The Ginsberg Experience
Tales from the
Shadow And the marriage of poetry and music
Chronicles By Allen Shadow
I had seen Allen Ginsberg read a number of times — in New York City and at the Naropa Institute in Boulder — but it was his visit to a small college in upstate New York in 1996 that turned out to be the "aha" moment in my writing life.

 During a pre-reading discussion with students, Ginsberg began talking about exactly the subject I was about to query him about — the challenges of working with poetry and music.

 First, a primer. When many people hear the word "poetry" associated with music, they assume that means lyrics that are poetic in nature. In other words, doesn’t poetry per se already exist in music? Isn’t it really kind of everywhere? Isn’t it in Gershwin and Stoller and James Taylor and certainly in Dylan and Lennon? Well, yes and no. It’s a little hard to tease apart, but for writers, who have worked in both fields, the difference begins to become more apparent.

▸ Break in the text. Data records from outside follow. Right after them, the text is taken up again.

//! ZPLC Core: the parts of the toolchain that are fixed in binary
//!
//! This crate is the shared foundation for everything that handles encoded
//! programs — the compiler, the linker, and offline inspection tools. It
//! deliberately has no knowledge of Structured Text or any other source
//! language.
//!
//! # Modules
//!
//! - `opcode`: the 75-opcode instruction set and the operand-size table
//! - `memory`: the four-region memory model and work-window arithmetic
//! - `disasm`: bytecode decoder and textual disassembler
//! - `image`: the container file (header + CODE segment + TASK segment)

pub mod disasm;
pub mod image;
pub mod memory;
pub mod opcode;

pub use disasm::{disassemble, Decoder, Instruction};
pub use image::{ContainerImage, ImageError, TaskRecord, TaskType};
pub use opcode::{Opcode, OPCODE_COUNT};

 Here are some of the differences. Poetry is generally written for the page as well as the voice. The writer is free, especially in free-verse form, to explore ideas without the requirement of conforming to a set melody. He can let the muse take him to surprising places, even, at times, the profound poetic leap. All of this, mind you, is accomplished within the territory of the writer’s voice. Yes, the voice to a poet is not only vital — it is paramount, which brings us to the next, and, perhaps, most pivotal point in the challenge of marrying poetry with music.

The voice, or let’s say the language itself, has a music all its own. When you listen to a poet reading his work, you get a sense of "a music" in his voice, in the language itself. The music inherent in the writer’s voice is essential to its overall power, as important as the skeleton is to the body. Now, imagine the poet trying to take that voice, complete with its own music, and somehow link it with some form of popular music. Popular forms of music have a kind of singsong structure that is actually fairly ornate, besides being restrictive in meter. An analogy might help here. Try to imagine a fairly busy painting placed in a very ornate frame. The two would probably clash, the prominence of the frame actually distracting from the presence of the painting. That’s kind of what happens when you try to put, let’s call it, literate poetry, into the melodic framework of a popular song. Simply put, there are two musics competing. The song music easily becomes a distraction from the voice music of the literary poetry.

 This probably sounds like a bunch of horseshit, but it’s true. I hadn’t ever read or heard anything about all this. It was only through my experience — a poet and songwriter trying to make my "poetry voice" work within the framework of popular song — that I discovered and, ultimately, wrestled with this phenomenon. I documented a number of the specific challenges and thought that I might be a little nuts in this endeavor until the day I heard Ginsberg start to talk about it at that college in upstate New York. Later in the afternoon, I had the opportunity to talk privately with him about it. I was aware of his work with blues poetry and, in recent times, with many alternative rock bands. But to hear him talk about the challenges of really marrying poetry with music, was both enlightening and affirming. He outlined all of the challenges I had encountered, from the distraction of the melody to the limitations of the meter.

 "Free verse lines want to be longer than what you find with pop music," he said. I was excited to hear all this — that Ginsberg, the guru, was not only aware of all these special challenges but was equally frustrated in his quest to overcome them. That experience helped solidify my ambition in service to this quest. If it’s good enough for Ginsberg, I figured, it’s good enough for me.